▶ **EXERCISE DESCRIPTION**:
Which lines in the listing below contain the word "record"? Copy each one.

- - -

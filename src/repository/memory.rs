//! In-process repository backed by a map
//!
//! Besides storing files it can be scripted to refuse logins, fail a number
//! of publish calls, or slow publishing down, which is what orchestrator tests
//! need to exercise retries, pause and stop.

use super::{PublishRequest, RemoteFileHandle, Repository, Session};
use crate::config::Credentials;
use crate::error::{Error, Result};
use async_trait::async_trait;
use chrono::Utc;
use std::collections::{HashMap, HashSet, VecDeque};
use std::sync::Mutex;
use std::sync::atomic::{AtomicUsize, Ordering};
use std::time::Duration;

/// How a scripted publish failure surfaces
#[derive(Clone, Debug, PartialEq, Eq)]
pub enum PublishFailure {
    /// Backend refuses with a warning
    Rejected(String),
    /// Backend errors
    Error(String),
    /// Backend returns `false`
    Declined,
}

#[derive(Default)]
struct State {
    files: HashMap<String, RemoteFileHandle>,
    sessions: HashSet<String>,
    failures: VecDeque<PublishFailure>,
}

/// Map-backed [`Repository`]
#[derive(Default)]
pub struct InMemoryRepository {
    state: Mutex<State>,
    refuse_login: bool,
    publish_delay: Duration,
    publish_calls: AtomicUsize,
    session_counter: AtomicUsize,
}

impl InMemoryRepository {
    /// Empty repository that accepts any credentials
    pub fn new() -> Self {
        Self::default()
    }

    /// Pre-populate names so they count as taken
    pub fn with_existing<I, S>(self, names: I) -> Self
    where
        I: IntoIterator<Item = S>,
        S: Into<String>,
    {
        {
            let mut state = self.lock();
            for name in names {
                let name = name.into();
                state.files.insert(
                    name.clone(),
                    RemoteFileHandle {
                        name,
                        size: 0,
                        text: String::new(),
                    },
                );
            }
        }
        self
    }

    /// Refuse every login
    pub fn refusing_login(mut self) -> Self {
        self.refuse_login = true;
        self
    }

    /// Fail the next publish calls in order
    pub fn with_failures<I>(self, failures: I) -> Self
    where
        I: IntoIterator<Item = PublishFailure>,
    {
        self.lock().failures.extend(failures);
        self
    }

    /// Make each publish call take at least `delay`
    pub fn with_publish_delay(mut self, delay: Duration) -> Self {
        self.publish_delay = delay;
        self
    }

    /// Stored file by name
    pub fn stored(&self, name: &str) -> Option<RemoteFileHandle> {
        self.lock().files.get(name).cloned()
    }

    /// Every stored name, sorted
    pub fn names(&self) -> Vec<String> {
        let mut names: Vec<String> = self.lock().files.keys().cloned().collect();
        names.sort();
        names
    }

    /// Number of publish calls, including failed ones
    pub fn publish_calls(&self) -> usize {
        self.publish_calls.load(Ordering::SeqCst)
    }

    /// Sessions opened and not yet closed
    pub fn open_sessions(&self) -> usize {
        self.lock().sessions.len()
    }

    /// Overwrite the stored description of `name` (to provoke verification mismatches)
    pub fn set_text(&self, name: &str, text: &str) {
        if let Some(file) = self.lock().files.get_mut(name) {
            file.text = text.to_string();
        }
    }

    fn lock(&self) -> std::sync::MutexGuard<'_, State> {
        // A poisoned map is still consistent: every mutation is a single insert/remove
        self.state
            .lock()
            .unwrap_or_else(|poisoned| poisoned.into_inner())
    }
}

#[async_trait]
impl Repository for InMemoryRepository {
    async fn login(&self, credentials: &Credentials) -> Result<Session> {
        if self.refuse_login {
            return Err(Error::Auth(format!(
                "credentials refused for {}",
                credentials.username
            )));
        }

        let n = self.session_counter.fetch_add(1, Ordering::SeqCst) + 1;
        let session = Session {
            id: format!("memory-{}", n),
            username: credentials.username.clone(),
            opened_at: Utc::now(),
        };
        self.lock().sessions.insert(session.id.clone());
        Ok(session)
    }

    async fn logout(&self, session: &Session) -> Result<()> {
        self.lock().sessions.remove(&session.id);
        Ok(())
    }

    async fn exists(&self, name: &str) -> Result<bool> {
        Ok(self.lock().files.contains_key(name))
    }

    async fn publish(&self, session: &Session, request: &PublishRequest) -> Result<bool> {
        self.publish_calls.fetch_add(1, Ordering::SeqCst);

        if !self.publish_delay.is_zero() {
            tokio::time::sleep(self.publish_delay).await;
        }

        let size = tokio::fs::metadata(&request.file)
            .await
            .map_err(|e| Error::Publish(format!("cannot read {}: {}", request.file.display(), e)))?
            .len();

        let mut state = self.lock();
        if !state.sessions.contains(&session.id) {
            return Err(Error::Auth(format!("session {} is not open", session.id)));
        }

        if let Some(failure) = state.failures.pop_front() {
            return match failure {
                PublishFailure::Rejected(msg) => Err(Error::PublishRejected(msg)),
                PublishFailure::Error(msg) => Err(Error::Publish(msg)),
                PublishFailure::Declined => Ok(false),
            };
        }

        let name = request.name.clone();
        if state.files.contains_key(&name) && !request.ignore_warnings {
            return Err(Error::PublishRejected(format!("{} already exists", name)));
        }

        state.files.insert(
            name.clone(),
            RemoteFileHandle {
                name,
                size,
                text: request.text.clone(),
            },
        );
        Ok(true)
    }

    async fn fetch_metadata(&self, name: &str) -> Result<RemoteFileHandle> {
        self.lock()
            .files
            .get(name)
            .cloned()
            .ok_or_else(|| Error::Other(format!("no file named {} in repository", name)))
    }

    fn name(&self) -> &'static str {
        "memory"
    }
}
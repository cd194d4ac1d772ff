//! Event collection and result assertions

use batch_uploader::{BatchUploader, Event, RunSummary, TaskResult, TaskStatus};
use std::time::Duration;
use tokio::sync::broadcast;

/// Collect events until `RunFinished` (inclusive) or the timeout expires
pub async fn collect_until_finished(
    events: &mut broadcast::Receiver<Event>,
    timeout: Duration,
) -> Vec<Event> {
    let mut seen = Vec::new();
    let _ = tokio::time::timeout(timeout, async {
        while let Ok(event) = events.recv().await {
            let done = matches!(event, Event::RunFinished { .. });
            seen.push(event);
            if done {
                break;
            }
        }
    })
    .await;
    seen
}

/// Wait for the run with a deadline
pub async fn finish(uploader: &BatchUploader, timeout: Duration) -> RunSummary {
    tokio::time::timeout(timeout, uploader.wait())
        .await
        .expect("run did not finish in time")
        .expect("no run was started")
}

/// Results ordered by row number
pub async fn sorted_results(uploader: &BatchUploader) -> Vec<TaskResult> {
    let mut results = uploader.results().await;
    results.sort_by_key(|r| r.row);
    results
}

/// Assert a row's status, showing its error on mismatch
pub fn assert_status(result: &TaskResult, expected: TaskStatus) {
    assert_eq!(
        result.status, expected,
        "row {} ({}): error {:?}",
        result.row, result.source, result.error
    );
}
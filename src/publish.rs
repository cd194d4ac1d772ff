//! Authenticated publish with bounded retries
//!
//! Before every attempt the publisher waits at the pause gate, gives up if the
//! run was stopped, and waits for the network to be reachable. None of that
//! consumes an attempt. A success is journaled before `publish` returns so it
//! survives a crash of the rest of the run.

use crate::config::UploadConfig;
use crate::control::RunControl;
use crate::error::{Error, Result};
use crate::network::NetworkGate;
use crate::repository::{PublishRequest, Repository, Session};
use crate::rows::sink::Journal;
use crate::types::TaskResult;
use std::sync::Arc;

/// Sends files to the repository
pub struct Publisher {
    repository: Arc<dyn Repository>,
    gate: Arc<NetworkGate>,
    config: Arc<UploadConfig>,
    journal: Option<Arc<Journal>>,
}

impl Publisher {
    /// Create a publisher; `journal` receives every success
    pub fn new(
        repository: Arc<dyn Repository>,
        gate: Arc<NetworkGate>,
        config: Arc<UploadConfig>,
        journal: Option<Arc<Journal>>,
    ) -> Self {
        Self {
            repository,
            gate,
            config,
            journal,
        }
    }

    /// Description text as sent: the row's description plus the category marker
    pub fn text_for(&self, description: &str) -> String {
        let marker = self.config.category_marker.trim();
        let description = description.trim_end();
        match (description.is_empty(), marker.is_empty()) {
            (_, true) => description.to_string(),
            (true, false) => marker.to_string(),
            (false, false) => format!("{}\n\n{}", description, marker),
        }
    }

    /// Publish `request`, retrying up to `max_attempts`
    ///
    /// `success` is the result to journal once the repository accepts the file.
    /// Returns the number of attempts used.
    pub async fn publish(
        &self,
        session: &Session,
        request: &PublishRequest,
        success: &TaskResult,
        control: &RunControl,
    ) -> Result<u32> {
        let policy = self.config.retry_policy();
        let max_attempts = policy.max_attempts;
        let name = &request.name;
        let mut attempt = 0;

        loop {
            control.checkpoint().await?;
            self.gate.wait_until_reachable(control).await?;
            attempt += 1;

            tracing::debug!(name = %name, attempt, max_attempts, "Publishing");

            let outcome = match self.repository.publish(session, request).await {
                Ok(true) => Ok(()),
                Ok(false) => Err(Error::Publish("repository reported failure".to_string())),
                Err(e) => Err(e),
            };

            match outcome {
                Ok(()) => {
                    tracing::info!(name = %name, attempt, "Uploaded");
                    self.record(success).await;
                    return Ok(attempt);
                }
                Err(Error::Cancelled) => return Err(Error::Cancelled),
                Err(e) if attempt < max_attempts => {
                    let pause = policy.delay();
                    tracing::warn!(
                        name = %name,
                        error = %e,
                        attempt,
                        max_attempts,
                        pause_secs = pause.as_secs_f64(),
                        "Publish failed, retrying"
                    );
                    control.sleep(pause).await?;
                }
                Err(e) => {
                    tracing::error!(name = %name, error = %e, attempts = attempt, "Publish failed");
                    return Err(e);
                }
            }
        }
    }

    async fn record(&self, result: &TaskResult) {
        if let Some(journal) = &self.journal
            && let Err(e) = journal.append(result).await
        {
            tracing::warn!(row = result.row, error = %e, "Failed to journal upload");
        }
    }
}

// unwrap/expect are acceptable in tests for concise failure-on-error assertions
#[allow(clippy::unwrap_used, clippy::expect_used)]
#[cfg(test)]
mod tests {
    use super::*;
    use crate::config::Credentials;
    use crate::network::{ConnectionReport, ReachabilityProbe};
    use crate::repository::memory::{InMemoryRepository, PublishFailure};
    use crate::types::{Row, TaskStatus};
    use async_trait::async_trait;
    use std::time::Duration;
    use tempfile::TempDir;
    use tokio::sync::broadcast;

    struct AlwaysUp;

    #[async_trait]
    impl ReachabilityProbe for AlwaysUp {
        async fn probe(&self) -> ConnectionReport {
            ConnectionReport {
                reachable: true,
                via: None,
            }
        }
    }

    struct Fixture {
        _dir: TempDir,
        repo: Arc<InMemoryRepository>,
        publisher: Publisher,
        journal: Arc<Journal>,
        request: PublishRequest,
        success: TaskResult,
    }

    async fn fixture(repo: InMemoryRepository, max_attempts: u32) -> Fixture {
        fixture_with(
            repo,
            UploadConfig {
                max_attempts,
                retry_pause: Duration::from_millis(5),
                ..Default::default()
            },
        )
        .await
    }

    async fn fixture_with(repo: InMemoryRepository, config: UploadConfig) -> Fixture {
        let dir = TempDir::new().unwrap();
        let file = dir.path().join("a.png");
        tokio::fs::write(&file, b"\x89PNG\r\n\x1a\n").await.unwrap();

        let repo = Arc::new(repo);
        let (events, _) = broadcast::channel(8);
        let gate = Arc::new(NetworkGate::new(
            Arc::new(AlwaysUp),
            Duration::from_millis(5),
            events,
        ));
        let journal = Arc::new(Journal::create(dir.path().join("out.csv.journal.jsonl")).await.unwrap());
        let publisher = Publisher::new(repo.clone(), gate, Arc::new(config), Some(journal.clone()));

        let row = Row {
            index: 0,
            source: file.to_string_lossy().into_owned(),
            target: "A".into(),
            description: "desc".into(),
        };
        let mut success = TaskResult::stopped(&row);
        success.status = TaskStatus::Success;
        success.error = None;

        Fixture {
            request: PublishRequest {
                name: "A.png".to_string(),
                file,
                text: publisher.text_for("desc"),
                comment: "test".into(),
                ignore_warnings: true,
            },
            _dir: dir,
            repo,
            publisher,
            journal,
            success,
        }
    }

    #[tokio::test]
    async fn test_retries_then_journals_success() {
        let f = fixture(
            InMemoryRepository::new().with_failures([
                PublishFailure::Error("timeout".into()),
                PublishFailure::Rejected("busy".into()),
            ]),
            5,
        )
        .await;
        let session = f.repo.login(&Credentials::default()).await.unwrap();

        let attempts = f
            .publisher
            .publish(&session, &f.request, &f.success, &RunControl::new())
            .await
            .unwrap();
        assert_eq!(attempts, 3);
        assert_eq!(f.repo.publish_calls(), 3);

        let journaled = f.journal.read_all().await.unwrap();
        assert_eq!(journaled.len(), 1);
        assert_eq!(journaled[0].status, TaskStatus::Success);
    }

    #[tokio::test]
    async fn test_jittered_pauses_never_shorter_than_configured() {
        let f = fixture_with(
            InMemoryRepository::new().with_failures([
                PublishFailure::Error("timeout".into()),
                PublishFailure::Error("timeout".into()),
            ]),
            UploadConfig {
                max_attempts: 3,
                retry_pause: Duration::from_millis(20),
                retry_jitter: true,
                ..Default::default()
            },
        )
        .await;
        let session = f.repo.login(&Credentials::default()).await.unwrap();

        let started = std::time::Instant::now();
        let attempts = f
            .publisher
            .publish(&session, &f.request, &f.success, &RunControl::new())
            .await
            .unwrap();
        assert_eq!(attempts, 3);
        assert!(started.elapsed() >= Duration::from_millis(40));
    }

    #[tokio::test]
    async fn test_last_error_after_exhaustion() {
        let f = fixture(
            InMemoryRepository::new().with_failures([
                PublishFailure::Declined,
                PublishFailure::Rejected("duplicate of File:B.png".into()),
            ]),
            2,
        )
        .await;
        let session = f.repo.login(&Credentials::default()).await.unwrap();

        let err = f
            .publisher
            .publish(&session, &f.request, &f.success, &RunControl::new())
            .await
            .unwrap_err();
        assert_eq!(err.to_string(), "upload warning: duplicate of File:B.png");
        assert!(f.journal.read_all().await.unwrap().is_empty());
    }

    #[tokio::test]
    async fn test_stopped_before_attempt() {
        let f = fixture(InMemoryRepository::new(), 3).await;
        let session = f.repo.login(&Credentials::default()).await.unwrap();
        let control = RunControl::new();
        control.cancel();

        let err = f
            .publisher
            .publish(&session, &f.request, &f.success, &control)
            .await
            .unwrap_err();
        assert!(matches!(err, Error::Cancelled));
        assert_eq!(f.repo.publish_calls(), 0);
    }

    #[tokio::test]
    async fn test_text_carries_marker() {
        let f = fixture(InMemoryRepository::new(), 1).await;
        assert_eq!(
            f.publisher.text_for("A sunset.  "),
            "A sunset.\n\n[[Category:Uploaded with batch-uploader]]"
        );
        assert_eq!(
            f.publisher.text_for(""),
            "[[Category:Uploaded with batch-uploader]]"
        );
    }
}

- - -

▶ **PROBLEM SOLUTION**:
                    self.record(success).await;
    async fn record(&self, result: &TaskResult) {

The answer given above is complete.